When Tapmatic sold off the SMG to New Zealand all the paperwork records went with it, but Valerie had kept photocopies and that is what he sent me. The original of this was printed in red and black, but I threw my original out years ago when the SMG was put on the prohibited weapons list.
SMG Brochure page 1R.jpg

Good to see the old advertising traditions continued back then; male diver in full wetsuit and lovely companion in something more revealing.
 
The next page, the brochure was folded into three panels from memory.
SMG Brochure page 2R.jpg

Sometimes it was hard to focus on the guns!
 
The next brochure. Might not have this paired right as my memory is the photos straddled the fold in the page, but this will have to do for now. Can fix it later if needs be.
SMG Brochure 3R.jpg
 
The first SMG was the single barrel model, it is the only gun that I ever saw in the flesh so to speak, sitting on the glass counter top at Alcock and Pierce, a sports store in Melbourne. It was smaller than I thought it would be, but I didn’t pick it up to check the weight. I think they wanted 150 bucks for it, but at the time the regulations were closing in and for sure the SMG would have to be surrendered once they were finalised. That was only months away, spurred on by a mass shooting which was used to mop up a lot of weapons. That would be just a drop in the bucket compared to the next crackdown, but that was in the far future back then.
SMG SINGLE BARREL.jpg

SMG SINGLE BARREL A.jpg

The next model was the SMG Double Barrel version. The idea was to use a standard spear in one barrel with a shooting line, and the second barrel could have another spear, either a free spear or one equipped with the SMG powerhead.

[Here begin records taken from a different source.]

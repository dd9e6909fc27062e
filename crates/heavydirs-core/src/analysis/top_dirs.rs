/// Top-N heaviest directories, by cumulative size and by file count.
///
/// Aggregation can touch directories above the scan roots, so only entries
/// under a root are considered. The two views are ranked independently: the
/// largest directory is not necessarily the most crowded one.
use crate::model::{AggregatedDirs, DirectoryStat};
use crate::scanner::RootSet;
use serde::Serialize;
use std::cmp::Ordering;
use std::path::PathBuf;

/// Rows per view when the caller does not say otherwise.
pub const DEFAULT_TOP_N: usize = 20;

/// One ranked directory.
#[derive(Debug, Clone, PartialEq, Eq, Serialize)]
pub struct HeavyDir {
    pub path: PathBuf,
    /// Cumulative bytes.
    pub size: u64,
    /// Cumulative file count.
    pub file_count: u64,
}

impl From<&DirectoryStat> for HeavyDir {
    fn from(stat: &DirectoryStat) -> Self {
        Self {
            path: stat.path.clone(),
            size: stat.cumulative_size,
            file_count: stat.cumulative_file_count,
        }
    }
}

/// What the reporter receives.
#[derive(Debug, Clone, Default, PartialEq, Eq, Serialize)]
pub struct HeavyDirsReport {
    pub roots: Vec<PathBuf>,
    /// Files recorded across all roots.
    pub total_files: u64,
    /// Cumulative bytes across all roots.
    pub total_size: u64,
    pub by_size: Vec<HeavyDir>,
    pub by_count: Vec<HeavyDir>,
}

/// Build both views, each truncated to `top_n` rows.
pub fn heavy_dirs(
    dirs: &AggregatedDirs,
    roots: &RootSet,
    total_files: u64,
    top_n: usize,
) -> HeavyDirsReport {
    let candidates: Vec<&DirectoryStat> = dirs.iter().filter(|s| roots.contains(&s.path)).collect();

    let total_size = roots
        .iter()
        .filter_map(|root| dirs.get(root))
        .map(|s| s.cumulative_size)
        .sum();

    HeavyDirsReport {
        roots: roots.as_slice().to_vec(),
        total_files,
        total_size,
        by_size: top_by(&candidates, top_n, |s| s.cumulative_size),
        by_count: top_by(&candidates, top_n, |s| s.cumulative_file_count),
    }
}

/// The `n` entries with the largest `key`, descending. Equal keys are
/// ordered by path so the output is stable from run to run.
///
/// Uses `select_nth_unstable_by` (O(n) average) to bring the top-N to the
/// front, then sorts only those N entries.
pub fn top_by<F>(candidates: &[&DirectoryStat], n: usize, key: F) -> Vec<HeavyDir>
where
    F: Fn(&DirectoryStat) -> u64,
{
    if n == 0 || candidates.is_empty() {
        return Vec::new();
    }

    let order = |a: &&DirectoryStat, b: &&DirectoryStat| -> Ordering {
        key(*b).cmp(&key(*a)).then_with(|| a.path.cmp(&b.path))
    };

    let mut ranked: Vec<&DirectoryStat> = candidates.to_vec();
    if ranked.len() > n {
        ranked.select_nth_unstable_by(n - 1, order);
        ranked.truncate(n);
    }
    ranked.sort_unstable_by(order);

    ranked.into_iter().map(HeavyDir::from).collect()
}
/// Per-directory totals.
///
/// During traversal only [`DirectTotals`] exist. A [`DirectoryStat`] is
/// produced by the aggregator and carries both the direct and the cumulative
/// (whole-subtree) numbers.
use std::path::{Path, PathBuf};

/// Number of path segments in `path`.
///
/// The aggregator orders directories by this value and the traversal
/// measures its depth limit in the same unit, so `/a/b` is always deeper
/// than `/a` regardless of how long the individual names are.
#[inline]
pub fn path_depth(path: &Path) -> usize {
    path.components().count()
}

/// Totals contributed by files whose immediate parent is one directory.
#[derive(Debug, Clone, Copy, Default, PartialEq, Eq)]
pub struct DirectTotals {
    pub file_count: u64,
    pub size: u64,
}

impl DirectTotals {
    /// Charge one file of `size` bytes to this directory.
    #[inline]
    pub fn add_file(&mut self, size: u64) {
        self.file_count += 1;
        self.size += size;
    }
}

/// One visited directory after aggregation.
#[derive(Debug, Clone, PartialEq, Eq)]
pub struct DirectoryStat {
    /// Absolute, canonical directory path.
    pub path: PathBuf,

    /// Segment count of `path`, see [`path_depth`].
    pub depth: usize,

    /// Files whose immediate parent is this directory.
    pub direct_file_count: u64,

    /// Bytes of files whose immediate parent is this directory.
    pub direct_size: u64,

    /// Files in this directory and every visited descendant.
    pub cumulative_file_count: u64,

    /// Bytes in this directory and every visited descendant.
    pub cumulative_size: u64,
}

impl DirectoryStat {
    /// Build a stat whose cumulative totals start equal to the direct ones.
    pub fn from_direct(path: PathBuf, direct: DirectTotals) -> Self {
        Self {
            depth: path_depth(&path),
            path,
            direct_file_count: direct.file_count,
            direct_size: direct.size,
            cumulative_file_count: direct.file_count,
            cumulative_size: direct.size,
        }
    }

    /// Fold a fully aggregated child into this directory's cumulative totals.
    #[inline]
    pub fn absorb(&mut self, child: &DirectoryStat) {
        self.cumulative_file_count += child.cumulative_file_count;
        self.cumulative_size += child.cumulative_size;
    }
}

For heavy duty work the guns had a game reel attached on a plate straddling the two handgrip butts. As you don’t want two lines in the water it was a situation where you may have to kiss goodbye to the free shaft if you happen to miss. To offset some of the weight with the extra barrel and larger breech a buoyancy element was inserted between the barrels as an extra fitment. Rotating the breech through 180 degrees brought the next barrel to bear, the bottom barrel is the one that fired.
SMG Double Barrel with powerhead fitted.jpg

Extra ammo could be carried on the clips at the rear of the gun, there was provision for 4 extra cartridges. Carrying cartridges was a problem as they were easily dropped, ditto for the sparklet CO2 guns such as the US Divers “Sea Hunter” pistol.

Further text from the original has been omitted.